Use of Hyperspectral/Multispectral Imaging in Gastroenterology. Shedding Some⁻Different⁻Light into the Dark

Abstract

Hyperspectral/Multispectral imaging (HSI/MSI) technologies are able to sample from tens to hundreds of spectral channels within the electromagnetic spectrum, exceeding the capabilities of human vision. These spectral techniques are based on the principle that every material has a different response (reflection and absorption) to different wavelengths. Thereby, this technology facilitates the discrimination between different materials. HSI has demonstrated good discrimination capabilities for materials in fields, for instance, remote sensing, pollution monitoring, field surveillance, food quality, agriculture, astronomy, geological mapping, and currently, also in medicine. HSI technology allows tissue observation beyond the limitations of the human eye. Moreover, many researchers are using HSI as a new diagnosis tool to analyze optical properties of tissue. Recently, HSI has shown good performance in identifying human diseases in a non-invasive manner. In this paper, we show the potential use of these technologies in the medical domain, with emphasis in the current advances in gastroenterology. The main aim of this review is to provide an overview of contemporary concepts regarding HSI technology together with state-of-art systems and applications in gastroenterology. Finally, we discuss the current limitations and upcoming trends of HSI in gastroenterology.

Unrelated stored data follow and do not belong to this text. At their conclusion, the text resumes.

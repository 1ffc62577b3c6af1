// Copyright 2026 the Repaint Authors
// SPDX-License-Identifier: Apache-2.0 OR MIT

//! Damage aggregation and paint scheduling for off-screen surfaces.
//!
//! `repaint_core` batches damage requests (invalidate a rectangle, invalidate
//! everything, scroll a region) into a single coalesced update, hands that
//! update to a client for rendering into an off-screen surface, and
//! serializes the resulting buffer swaps ("flushes") so that at most one is
//! ever in flight. It is `no_std` compatible (with `alloc`) and performs no
//! I/O of its own: surfaces, task hosts and clients are supplied through the
//! traits in [`backend`].
//!
//! # Architecture
//!
//! ```text
//!   invalidate / invalidate_rect / scroll_rect
//!       │
//!       ▼
//!   UpdateAggregator ◄───────────────┐ re-entrant damage
//!       │                            │
//!       │ wake-up or flush complete  │
//!       ▼                            │
//!   take_pending_update() ──► Surface::scroll() ──► PaintClient::paint()
//!                                                        │
//!                 ┌──────────────────────────────────────┘
//!                 ▼
//!   Surface::flush() ──► Completed | Pending ──► on_flush_complete()
//! ```
//!
//! **[`aggregator`]**: Pending damage: paint rectangles plus at most one
//! scroll, with containment, full-surface and scroll-composition rules.
//!
//! **[`scheduler`]**: The [`PaintScheduler`](scheduler::PaintScheduler)
//! state machine: one wake-up or one flush outstanding at a time, stale
//! callbacks dropped by surface generation.
//!
//! **[`backend`]**: Traits that presentation targets, surfaces, task hosts
//! and clients implement.
//!
//! **[`token`]**: Generation-tagged wake-up and flush tokens.
//!
//! **[`geometry`]**: Rectangle helpers over [`kurbo::Rect`].
//!
//! **[`trace`]**: [`TraceSink`](trace::TraceSink) trait and event types for
//! paint-loop instrumentation, with zero-overhead [`Tracer`](trace::Tracer)
//! wrapper.
//!
//! # Crate features
//!
//! - `std` (disabled by default): Enables `std` support in dependencies.
//! - `trace` (disabled by default): Enables `Tracer` method bodies (one branch
//!   per call site).
//! - `trace-rich` (disabled by default, implies `trace`): Gates the per-cycle
//!   paint rectangle event.

#![no_std]
#![cfg_attr(docsrs, feature(doc_auto_cfg))]

extern crate alloc;

pub mod aggregator;
pub mod backend;
pub mod error;
pub mod geometry;
pub mod scheduler;
pub mod token;
pub mod trace;

pub use aggregator::{AggregatorConfig, PaintUpdate, ScrollUpdate, UpdateAggregator};
pub use backend::{FlushStatus, PaintClient, PresentationTarget, Surface, TaskHost};
pub use error::ResizeError;
pub use scheduler::{PaintContext, PaintScheduler};
pub use token::{FlushToken, Generation, WakeupToken};
// Copyright 2026 the Repaint Authors
// SPDX-License-Identifier: Apache-2.0 OR MIT

//! In-memory backend for `repaint_core`.
//!
//! This crate drives a [`PaintScheduler`] without a window system. It
//! provides:
//!
//! - [`MainThread`]: a single-threaded event loop that collects wake-ups and
//!   flush completions in the order a real compositor would deliver them.
//! - [`HeadlessHost`]: a [`TaskHost`](repaint_core::TaskHost) posting
//!   wake-ups into that loop.
//! - [`HeadlessTarget`] and [`HeadlessSurface`]: CPU pixel buffers whose
//!   flushes complete immediately, through the loop, or only when released
//!   by hand (see [`FlushMode`]).
//!
//! [`dispatch_next`] and [`run_until_idle`] pump the loop into the scheduler.
//!
//! ```
//! use kurbo::Size;
//! use repaint_backend_headless::{
//!     FlushMode, HeadlessHost, HeadlessSurface, HeadlessTarget, MainThread, run_until_idle,
//! };
//! use repaint_core::{AggregatorConfig, PaintContext, PaintScheduler};
//!
//! let main = MainThread::new();
//! let mut scheduler = PaintScheduler::new(HeadlessHost::new(&main), AggregatorConfig::DEFAULT);
//! scheduler.bind(
//!     HeadlessTarget::new(&main, FlushMode::Async),
//!     |cx: &mut PaintContext<'_, HeadlessSurface>| {
//!         for rect in cx.rects().to_vec() {
//!             cx.surface_mut().fill_rect(rect, 0xFF33_66CC);
//!         }
//!         true
//!     },
//!     true,
//! );
//! scheduler.resize(Size::new(64.0, 48.0)).unwrap();
//!
//! // One wake-up, then one flush completion.
//! assert_eq!(run_until_idle(&main, &mut scheduler), 2);
//! assert_eq!(scheduler.surface().unwrap().presented(), 1);
//! ```

mod main_thread;
mod queue;
mod surface;

use repaint_core::PaintClient;
use repaint_core::scheduler::PaintScheduler;

pub use main_thread::{HeadlessHost, HostEvent, MainThread};
pub use surface::{FlushMode, HeadlessSurface, HeadlessTarget, SurfaceId, SurfaceOp};

/// A scheduler wired to the headless backend.
pub type HeadlessScheduler<C> = PaintScheduler<HeadlessTarget, C, HeadlessHost>;

/// Delivers the oldest queued event to `scheduler`.
///
/// Flush completions are first applied to the current surface, so the
/// surface is free for the next flush by the time the scheduler sees them.
/// Returns `false` if the queue was empty.
pub fn dispatch_next<C>(main: &MainThread, scheduler: &mut HeadlessScheduler<C>) -> bool
where
    C: PaintClient<HeadlessSurface>,
{
    let Some(event) = main.pop() else {
        return false;
    };
    match event {
        HostEvent::Wakeup(token) => scheduler.on_wakeup(token),
        HostEvent::FlushComplete(token) => {
            if let Some(surface) = scheduler.surface_mut() {
                surface.finish_flush(token);
            }
            scheduler.on_flush_complete(token);
        }
    }
    true
}

/// Dispatches events until the queue is empty.
///
/// Returns the number of events delivered. Flushes in
/// [`FlushMode::Held`] never post on their own, so the loop stops while
/// they are outstanding.
pub fn run_until_idle<C>(main: &MainThread, scheduler: &mut HeadlessScheduler<C>) -> usize
where
    C: PaintClient<HeadlessSurface>,
{
    let mut delivered = 0;
    while dispatch_next(main, scheduler) {
        delivered += 1;
    }
    delivered
}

Keywords: biomedical optical imaging; clinical diagnosis; gastroenterology; hyperspectral imaging; medical diagnostic imaging; multispectral imaging.

Figure 1

Example of an HS cube from in-vivo human brain surface and spectrum from the pixel in red (left). Several images at different wavelengths obtained from the HS datacube (right).

Figure 2

Spectral signatures of different brain tumor tissues in the VNIR (Visible and Near Infrared) range [10]. The abscissa axis represents the different wavelengths, and the ordinate axis represents the normalized reflectance. The continuous red line corresponds to Glioblastoma (GBM); the dashed blue line corresponds to Oligodendroglioma grade III; the dashed black, green and cyan lines correspond to a metastatic lung, renal and breast tumors, respectively.

Figure 3

HS acquisition system used in medical applications. (A,B) HSI acquisition systems based on push-broom cameras for in-vivo human brain tumor detection [40] and in-vivo pig abdominal surgery [20]; (C) Liquid crystal tunable filter camera attached to an endoscope for cancerous tissue detection [43]; (D) Microscope coupled to an HSI push-broom camera for pathological slides registration [36].

Figure 4

Taxonomy of the current gastrointestinal HSI applications.

Figure 5

Use of HSI for organs identification in pig’s abdominal surgery performed in [61]. (A) RGB image from pig’s abdominal cavity and organs; (B) Segmentation map obtained after HS image processing and analysis, where the different organs are identified using different colors.

Figure 6

Mean spectra per tissue type acquired during colorectal surgery in [62]. Average tissue spectra for ureter (green), mesenteric adipose tissue (dark blue), artery (red), colon (light blue), muscle (black), and vein (purple).

Figure 7

HSI application in Bowel anastomosis. (A) Small bowel oxygenation estimation shown in [68]; (B) Suture map and recommendations about the location of the suture provided in [69].

Figure 8

Spectral differences between normal and cancerous tissue for two specimen pairs: S4 and S5 presented in [83]. Preliminary data demonstrate the differences in spectral signature between cancerous and normal tissue. Transmission and absorbance spectral data indicate that adenocarcinoma displays increased optical absorbance, as compared to surrounding normal tissue, with additional spectral differences that could be exploited to increase sensitivity and specificity for tumor detection. Spectral scan types are as follows: (A) Fluorescence excitation scan from 390 to 450 nm; (B) Fluorescence excitation scan from 390 to 480 nm; (C) Fluorescence excitation scan from 390 to 550 nm; (D) Transmission scan from 390 to 700 nm; (E) Absorbance scan from 390 to 700 nm.

Figure 9

Samples of HS normal and abnormal colonic tissue images and the results obtained after applying the pre-processing sonification presented in [87]. (A) Sample specimen showing normal colonic tissue in gray-scale image; (B) Final three-dimension image that gives the probabilities that the point in the specimen belongs to normal colon tissue; (C) Sample specimen showing abnormal colonic tissue in gray-scale image; (D) Final three-dimension image that gives the probabilities that the point in the specimen belongs to abnormal colon tissue.